Stored items
###

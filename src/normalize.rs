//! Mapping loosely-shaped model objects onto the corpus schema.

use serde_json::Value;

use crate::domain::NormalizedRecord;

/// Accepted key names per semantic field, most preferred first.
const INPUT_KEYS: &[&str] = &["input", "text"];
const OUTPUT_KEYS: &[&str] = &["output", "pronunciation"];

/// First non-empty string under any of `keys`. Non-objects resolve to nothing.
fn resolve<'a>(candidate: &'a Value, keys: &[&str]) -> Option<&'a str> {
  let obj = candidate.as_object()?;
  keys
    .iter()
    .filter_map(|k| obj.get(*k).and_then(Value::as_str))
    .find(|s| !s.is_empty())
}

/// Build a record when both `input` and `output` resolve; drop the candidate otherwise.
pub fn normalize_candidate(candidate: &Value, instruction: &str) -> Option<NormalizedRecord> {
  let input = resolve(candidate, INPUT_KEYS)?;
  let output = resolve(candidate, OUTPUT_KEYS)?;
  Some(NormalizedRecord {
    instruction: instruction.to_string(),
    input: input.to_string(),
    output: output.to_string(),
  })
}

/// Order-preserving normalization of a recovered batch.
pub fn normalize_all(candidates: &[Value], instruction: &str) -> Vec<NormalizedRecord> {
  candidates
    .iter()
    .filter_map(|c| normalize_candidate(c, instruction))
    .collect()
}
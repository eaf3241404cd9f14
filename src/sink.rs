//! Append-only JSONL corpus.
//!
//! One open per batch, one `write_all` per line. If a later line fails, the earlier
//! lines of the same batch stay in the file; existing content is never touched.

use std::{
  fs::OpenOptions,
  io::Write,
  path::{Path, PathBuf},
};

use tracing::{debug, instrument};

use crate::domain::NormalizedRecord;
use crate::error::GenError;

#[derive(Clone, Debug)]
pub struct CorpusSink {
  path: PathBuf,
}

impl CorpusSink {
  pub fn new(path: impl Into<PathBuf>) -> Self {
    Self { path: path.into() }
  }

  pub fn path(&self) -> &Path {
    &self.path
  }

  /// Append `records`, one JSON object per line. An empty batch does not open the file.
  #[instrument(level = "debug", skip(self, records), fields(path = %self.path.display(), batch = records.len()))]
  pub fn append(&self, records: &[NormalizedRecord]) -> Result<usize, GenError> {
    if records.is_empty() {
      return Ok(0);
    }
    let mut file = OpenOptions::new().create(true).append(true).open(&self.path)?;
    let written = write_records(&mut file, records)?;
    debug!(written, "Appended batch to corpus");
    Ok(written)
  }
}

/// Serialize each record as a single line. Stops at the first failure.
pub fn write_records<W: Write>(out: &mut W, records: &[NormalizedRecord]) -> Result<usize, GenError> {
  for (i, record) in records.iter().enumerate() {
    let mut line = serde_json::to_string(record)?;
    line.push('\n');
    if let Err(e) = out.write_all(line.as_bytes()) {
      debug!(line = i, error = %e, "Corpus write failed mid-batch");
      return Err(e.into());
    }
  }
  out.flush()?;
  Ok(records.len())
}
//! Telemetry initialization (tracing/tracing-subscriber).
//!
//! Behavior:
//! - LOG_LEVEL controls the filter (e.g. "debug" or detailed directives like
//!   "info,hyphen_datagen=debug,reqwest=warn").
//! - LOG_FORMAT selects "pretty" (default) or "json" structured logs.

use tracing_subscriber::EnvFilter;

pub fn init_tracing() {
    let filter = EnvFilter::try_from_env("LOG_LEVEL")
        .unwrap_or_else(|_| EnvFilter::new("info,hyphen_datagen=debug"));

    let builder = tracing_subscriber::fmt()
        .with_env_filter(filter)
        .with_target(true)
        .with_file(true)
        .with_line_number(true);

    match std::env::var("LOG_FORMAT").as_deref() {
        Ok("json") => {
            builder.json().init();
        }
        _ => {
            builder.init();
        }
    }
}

###

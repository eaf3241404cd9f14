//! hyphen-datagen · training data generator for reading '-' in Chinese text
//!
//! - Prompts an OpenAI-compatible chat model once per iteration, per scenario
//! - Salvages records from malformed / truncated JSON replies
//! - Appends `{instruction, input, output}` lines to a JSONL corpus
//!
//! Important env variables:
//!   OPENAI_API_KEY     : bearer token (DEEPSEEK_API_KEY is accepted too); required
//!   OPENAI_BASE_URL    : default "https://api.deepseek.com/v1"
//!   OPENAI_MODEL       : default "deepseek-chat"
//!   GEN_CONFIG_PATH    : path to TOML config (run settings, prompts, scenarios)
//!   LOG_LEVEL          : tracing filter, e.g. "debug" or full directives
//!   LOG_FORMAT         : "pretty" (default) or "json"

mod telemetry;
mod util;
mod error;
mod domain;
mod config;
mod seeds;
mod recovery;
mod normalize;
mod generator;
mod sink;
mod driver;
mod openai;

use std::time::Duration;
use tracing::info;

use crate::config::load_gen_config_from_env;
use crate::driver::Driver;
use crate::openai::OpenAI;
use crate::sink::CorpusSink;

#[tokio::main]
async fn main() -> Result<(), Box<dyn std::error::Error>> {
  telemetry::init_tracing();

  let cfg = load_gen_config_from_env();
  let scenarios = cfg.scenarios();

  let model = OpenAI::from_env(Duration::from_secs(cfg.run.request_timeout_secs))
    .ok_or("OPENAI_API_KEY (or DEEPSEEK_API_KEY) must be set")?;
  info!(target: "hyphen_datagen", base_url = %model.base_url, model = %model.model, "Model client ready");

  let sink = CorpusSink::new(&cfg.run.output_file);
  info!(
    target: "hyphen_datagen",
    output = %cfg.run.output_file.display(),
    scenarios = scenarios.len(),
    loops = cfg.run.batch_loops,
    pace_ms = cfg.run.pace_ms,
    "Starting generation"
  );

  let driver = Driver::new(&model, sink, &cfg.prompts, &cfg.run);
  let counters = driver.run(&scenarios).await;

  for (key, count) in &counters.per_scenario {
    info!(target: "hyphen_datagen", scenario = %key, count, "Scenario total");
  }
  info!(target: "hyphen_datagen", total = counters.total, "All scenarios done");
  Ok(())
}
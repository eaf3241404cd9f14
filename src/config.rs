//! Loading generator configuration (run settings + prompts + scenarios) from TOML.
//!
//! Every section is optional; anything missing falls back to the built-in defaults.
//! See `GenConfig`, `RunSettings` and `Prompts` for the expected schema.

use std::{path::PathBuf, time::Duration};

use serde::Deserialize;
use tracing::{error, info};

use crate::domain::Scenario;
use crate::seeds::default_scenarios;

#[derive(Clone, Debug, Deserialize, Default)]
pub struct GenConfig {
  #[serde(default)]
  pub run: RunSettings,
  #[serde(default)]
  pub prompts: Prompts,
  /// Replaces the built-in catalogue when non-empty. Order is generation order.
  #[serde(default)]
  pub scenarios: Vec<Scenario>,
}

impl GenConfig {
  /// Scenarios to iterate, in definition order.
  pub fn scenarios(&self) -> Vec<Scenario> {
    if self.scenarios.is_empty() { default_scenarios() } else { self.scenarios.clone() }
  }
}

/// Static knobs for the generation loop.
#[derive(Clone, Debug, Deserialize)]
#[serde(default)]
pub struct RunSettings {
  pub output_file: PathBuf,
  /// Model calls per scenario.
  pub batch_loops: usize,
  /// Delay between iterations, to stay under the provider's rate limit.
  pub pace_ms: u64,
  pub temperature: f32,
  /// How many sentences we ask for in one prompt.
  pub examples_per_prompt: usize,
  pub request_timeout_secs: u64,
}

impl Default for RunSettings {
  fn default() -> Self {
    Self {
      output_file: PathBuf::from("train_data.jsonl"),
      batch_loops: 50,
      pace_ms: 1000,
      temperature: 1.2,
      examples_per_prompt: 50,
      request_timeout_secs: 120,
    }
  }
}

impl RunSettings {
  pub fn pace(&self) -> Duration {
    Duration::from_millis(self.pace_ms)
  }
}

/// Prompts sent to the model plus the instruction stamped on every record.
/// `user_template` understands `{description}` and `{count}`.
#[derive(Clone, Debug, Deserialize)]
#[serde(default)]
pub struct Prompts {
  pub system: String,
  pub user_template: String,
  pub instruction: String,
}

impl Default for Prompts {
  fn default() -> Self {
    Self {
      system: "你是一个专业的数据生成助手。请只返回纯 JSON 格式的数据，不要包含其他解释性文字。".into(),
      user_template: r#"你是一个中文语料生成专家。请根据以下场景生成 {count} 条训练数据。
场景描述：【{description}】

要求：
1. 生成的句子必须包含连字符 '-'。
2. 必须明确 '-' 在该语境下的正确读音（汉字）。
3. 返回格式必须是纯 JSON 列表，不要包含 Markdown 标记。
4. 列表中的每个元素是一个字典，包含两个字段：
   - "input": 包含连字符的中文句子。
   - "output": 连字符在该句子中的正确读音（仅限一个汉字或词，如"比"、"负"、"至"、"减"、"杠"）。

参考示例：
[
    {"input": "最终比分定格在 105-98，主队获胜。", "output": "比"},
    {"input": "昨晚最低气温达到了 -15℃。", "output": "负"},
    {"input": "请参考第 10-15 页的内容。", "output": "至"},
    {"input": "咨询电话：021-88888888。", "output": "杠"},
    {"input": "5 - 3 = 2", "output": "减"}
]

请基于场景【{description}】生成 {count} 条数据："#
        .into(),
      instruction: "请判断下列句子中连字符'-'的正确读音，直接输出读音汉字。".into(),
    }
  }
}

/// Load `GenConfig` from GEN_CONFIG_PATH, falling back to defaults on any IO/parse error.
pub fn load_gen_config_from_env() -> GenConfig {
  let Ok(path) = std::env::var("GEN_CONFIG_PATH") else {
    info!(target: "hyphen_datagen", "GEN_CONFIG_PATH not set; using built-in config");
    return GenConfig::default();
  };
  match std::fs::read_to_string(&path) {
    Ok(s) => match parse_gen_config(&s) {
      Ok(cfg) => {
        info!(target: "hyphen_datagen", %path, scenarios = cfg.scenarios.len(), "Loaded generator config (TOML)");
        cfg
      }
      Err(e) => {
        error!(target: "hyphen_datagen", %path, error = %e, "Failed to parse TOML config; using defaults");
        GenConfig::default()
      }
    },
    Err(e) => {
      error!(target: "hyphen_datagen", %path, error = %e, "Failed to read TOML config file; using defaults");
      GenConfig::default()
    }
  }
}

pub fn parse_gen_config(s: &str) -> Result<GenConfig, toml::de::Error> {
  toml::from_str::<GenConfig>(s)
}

###

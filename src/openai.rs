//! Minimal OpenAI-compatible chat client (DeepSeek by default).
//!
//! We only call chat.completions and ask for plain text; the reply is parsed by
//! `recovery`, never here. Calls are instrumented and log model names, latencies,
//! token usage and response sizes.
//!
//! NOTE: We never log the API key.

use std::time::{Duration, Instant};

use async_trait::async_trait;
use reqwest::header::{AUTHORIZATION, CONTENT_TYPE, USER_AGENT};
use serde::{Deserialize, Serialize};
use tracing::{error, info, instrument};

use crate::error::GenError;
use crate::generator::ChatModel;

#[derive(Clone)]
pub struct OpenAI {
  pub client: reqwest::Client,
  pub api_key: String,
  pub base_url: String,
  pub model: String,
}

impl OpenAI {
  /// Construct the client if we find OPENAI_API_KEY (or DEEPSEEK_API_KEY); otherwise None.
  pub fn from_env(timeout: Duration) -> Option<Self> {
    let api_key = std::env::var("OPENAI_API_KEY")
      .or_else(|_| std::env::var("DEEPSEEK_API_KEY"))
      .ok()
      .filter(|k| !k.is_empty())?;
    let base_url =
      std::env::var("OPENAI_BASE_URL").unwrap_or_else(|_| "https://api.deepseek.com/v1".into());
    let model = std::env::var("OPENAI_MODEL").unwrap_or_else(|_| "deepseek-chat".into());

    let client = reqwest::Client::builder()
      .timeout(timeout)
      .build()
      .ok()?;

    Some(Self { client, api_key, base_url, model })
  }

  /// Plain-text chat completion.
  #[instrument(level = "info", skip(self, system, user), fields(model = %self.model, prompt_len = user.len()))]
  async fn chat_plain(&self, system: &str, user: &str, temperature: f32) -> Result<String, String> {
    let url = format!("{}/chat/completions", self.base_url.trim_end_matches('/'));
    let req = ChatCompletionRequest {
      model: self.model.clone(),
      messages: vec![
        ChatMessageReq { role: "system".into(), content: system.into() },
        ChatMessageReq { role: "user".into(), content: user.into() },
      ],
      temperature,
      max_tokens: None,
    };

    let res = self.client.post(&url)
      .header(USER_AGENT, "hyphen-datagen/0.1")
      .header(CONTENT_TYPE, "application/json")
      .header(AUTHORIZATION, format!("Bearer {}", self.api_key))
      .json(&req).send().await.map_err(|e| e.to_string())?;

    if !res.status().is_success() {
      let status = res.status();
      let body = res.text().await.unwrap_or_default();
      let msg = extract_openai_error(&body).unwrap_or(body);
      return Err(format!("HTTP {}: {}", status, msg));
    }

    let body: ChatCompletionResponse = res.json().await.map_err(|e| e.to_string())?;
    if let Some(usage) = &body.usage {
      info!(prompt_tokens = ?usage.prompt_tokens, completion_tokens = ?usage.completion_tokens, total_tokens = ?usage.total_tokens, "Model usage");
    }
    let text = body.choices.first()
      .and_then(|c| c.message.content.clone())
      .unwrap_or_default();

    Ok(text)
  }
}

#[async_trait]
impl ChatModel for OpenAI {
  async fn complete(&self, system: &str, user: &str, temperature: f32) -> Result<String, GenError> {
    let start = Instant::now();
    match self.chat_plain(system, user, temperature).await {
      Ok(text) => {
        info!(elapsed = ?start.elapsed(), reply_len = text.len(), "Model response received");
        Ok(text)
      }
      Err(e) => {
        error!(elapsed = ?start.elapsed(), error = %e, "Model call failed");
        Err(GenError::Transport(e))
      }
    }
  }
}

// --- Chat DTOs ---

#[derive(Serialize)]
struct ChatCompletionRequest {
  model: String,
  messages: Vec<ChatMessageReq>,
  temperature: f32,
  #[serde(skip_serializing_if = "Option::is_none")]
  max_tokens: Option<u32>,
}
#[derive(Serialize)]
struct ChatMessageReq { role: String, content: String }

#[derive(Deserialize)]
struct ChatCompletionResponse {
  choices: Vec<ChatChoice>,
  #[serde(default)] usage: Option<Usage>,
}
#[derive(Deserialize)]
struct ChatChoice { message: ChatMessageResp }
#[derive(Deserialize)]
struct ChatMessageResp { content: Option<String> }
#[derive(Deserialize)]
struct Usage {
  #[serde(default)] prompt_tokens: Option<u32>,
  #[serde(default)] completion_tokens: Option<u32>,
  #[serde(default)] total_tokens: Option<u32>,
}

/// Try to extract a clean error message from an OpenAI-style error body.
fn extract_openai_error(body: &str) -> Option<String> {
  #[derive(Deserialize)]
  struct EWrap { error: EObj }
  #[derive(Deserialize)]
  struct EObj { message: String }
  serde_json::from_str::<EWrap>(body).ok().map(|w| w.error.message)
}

###

• Your instructions: Only the lines above starting with the one with "mod domain;" and going through the one with "for (key, count)" are to be copied, word for word and with both ends kept.

• Exercise response:
mod domain;
mod config;
mod seeds;
mod recovery;
mod normalize;
mod generator;
mod sink;
mod driver;
mod openai;

use std::time::Duration;
use tracing::info;

use crate::config::load_gen_config_from_env;
use crate::driver::Driver;
use crate::openai::OpenAI;
use crate::sink::CorpusSink;

#[tokio::main]
async fn main() -> Result<(), Box<dyn std::error::Error>> {
  telemetry::init_tracing();

  let cfg = load_gen_config_from_env();
  let scenarios = cfg.scenarios();

  let model = OpenAI::from_env(Duration::from_secs(cfg.run.request_timeout_secs))
    .ok_or("OPENAI_API_KEY (or DEEPSEEK_API_KEY) must be set")?;
  info!(target: "hyphen_datagen", base_url = %model.base_url, model = %model.model, "Model client ready");

  let sink = CorpusSink::new(&cfg.run.output_file);
  info!(
    target: "hyphen_datagen",
    output = %cfg.run.output_file.display(),
    scenarios = scenarios.len(),
    loops = cfg.run.batch_loops,
    pace_ms = cfg.run.pace_ms,
    "Starting generation"
  );

  let driver = Driver::new(&model, sink, &cfg.prompts, &cfg.run);
  let counters = driver.run(&scenarios).await;

  for (key, count) in &counters.per_scenario {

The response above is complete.